With that said... Maybe it's a good product idea, to sell varying levels of SLA violation insurance alongside the service covered by the SLA. The default, free level of insurance covers the cost of the service itself, as it does today, but perhaps a customer could buy premium insurance from Google that the SLA will not be violated, increasing the payouts to offset business risk. After all, who better to put a price on the risk than Google themselves? So probably, Google can offer a better price on offsetting the risk, than a third party insurer which doesn't have access to Google's internal data.

The evil part of outages is that, no matter how much resource you dumped into developments toward a more reliable system, it still happens. This is true for every company including Google. So when one company is choosing between cloud providers, they compare these SLAs with themselves.
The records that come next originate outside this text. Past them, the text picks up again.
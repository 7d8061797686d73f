//! FILENAME: app/src/dashboard_commands.rs
// PURPOSE: Dashboard generation, the dashboard view, and cleaned-data export.

use crate::api_types::{ChartConfig, DashboardResult, ExportResult, StepResult};
use crate::filter_commands::filtered_view;
use crate::wizard::WizardStep;
use crate::{log_error, log_info, AppState};
use engine::Dataset;
use ingest::dataset_to_delimited;

/// Validate and reserve a dashboard-generation request.
///
/// The snapshot handed to the charting service is the *filtered* dataset,
/// not the base one; the dashboard reflects what the user is looking at.
pub fn begin_dashboard(state: &AppState, instructions: &str) -> Result<Dataset, String> {
    let step = *state.step.lock().unwrap();
    if !step.allows_dashboard() {
        return Err("complete a cleaning run before generating a dashboard".to_string());
    }
    if instructions.trim().is_empty() {
        return Err("please enter dashboard instructions first".to_string());
    }

    let view = filtered_view(state)
        .ok_or_else(|| "complete a cleaning run before generating a dashboard".to_string())?;

    let mut busy = state.dashboard_busy.lock().unwrap();
    if *busy {
        return Err("a dashboard request is already running".to_string());
    }
    *busy = true;

    Ok(view)
}

/// Install the generated chart configs and move to the Dashboard step.
pub fn commit_dashboard(state: &AppState, charts: Vec<ChartConfig>) -> DashboardResult {
    log_info!("DASH", "generated {} charts", charts.len());
    *state.charts.lock().unwrap() = charts;
    *state.step.lock().unwrap() = WizardStep::Dashboard;
    *state.dashboard_busy.lock().unwrap() = false;
    dashboard_view(state)
}

/// Release the busy flag after a failed service call; the previous charts
/// (if any) stay as they were.
pub fn fail_dashboard(state: &AppState, error: String) -> DashboardResult {
    *state.dashboard_busy.lock().unwrap() = false;
    log_error!("DASH", "generation failed: {}", error);
    DashboardResult {
        success: false,
        error: Some(error),
        charts: Vec::new(),
        columns: Vec::new(),
        rows: Vec::new(),
    }
}

/// The charts plus the rows they should be drawn from. An empty dataset
/// yields an empty view, never an error.
pub fn dashboard_view(state: &AppState) -> DashboardResult {
    let charts = state.charts.lock().unwrap().clone();
    let view = filtered_view(state).unwrap_or_default();
    DashboardResult {
        success: true,
        error: None,
        charts,
        columns: view.columns,
        rows: view.records,
    }
}

/// Leave the dashboard and return to the review screen.
pub fn back_to_clean(state: &AppState) -> StepResult {
    let mut step = state.step.lock().unwrap();
    if *step == WizardStep::Dashboard {
        *step = WizardStep::Clean;
    }
    StepResult {
        success: true,
        error: None,
        step: *step,
    }
}

/// Export the present cleaned dataset (the whole dataset, not the filtered
/// view) as comma-delimited text.
pub fn export_cleaned(state: &AppState) -> ExportResult {
    let guard = state.history.lock().unwrap();
    let Some(history) = guard.as_ref() else {
        return ExportResult {
            success: false,
            error: Some("no cleaned dataset to export".to_string()),
            file_name: None,
            content: None,
        };
    };

    match dataset_to_delimited(&history.present().cleaned) {
        Ok(content) => {
            let original = state
                .file_name
                .lock()
                .unwrap()
                .clone()
                .unwrap_or_else(|| "data".to_string());
            let stem = original.rsplit_once('.').map(|(s, _)| s).unwrap_or(&original);
            ExportResult {
                success: true,
                error: None,
                file_name: Some(format!("{}_cleaned.csv", stem)),
                content: Some(content),
            }
        }
        Err(err) => ExportResult {
            success: false,
            error: Some(err.to_string()),
            file_name: None,
            content: None,
        },
    }
}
Usually it's pretty hard for a random shop to reach good SLAs. So I don't see "business risk" here. Risks present all the time, CTO should try hard to minimize them but no way to remove them.

Selling insurance for SLAs seems to be an interesting idea, but this kind of insurance might be really similar to earthquake insurance, since violation of SLAs tend to be not common (otherwise why committing) but it might be a huge cascade failure once happens. Would you like to buy one? Earthquake insurance quirks all apply.

On the other side, Google has zero incentives to violate SLAs. A. You really cannot control how large the violation would be. B. Damage to branding >>>>>> money payout.

> "Partial refund". That's a very low standard for a service level agreement, but typical of Google.

It seems to be the standard. The most generous SLA I've seen is 5% off the monthly bill for each 30 minutes of downtime (up to 100%). If I'm down for 10 hours, waiving one month of bills doesn't come close to the damage done.

An SLA seems to be more of a promise than an agreement, because if the service goes down you're SOL and the provider gets a slap on the wrist (partial refund).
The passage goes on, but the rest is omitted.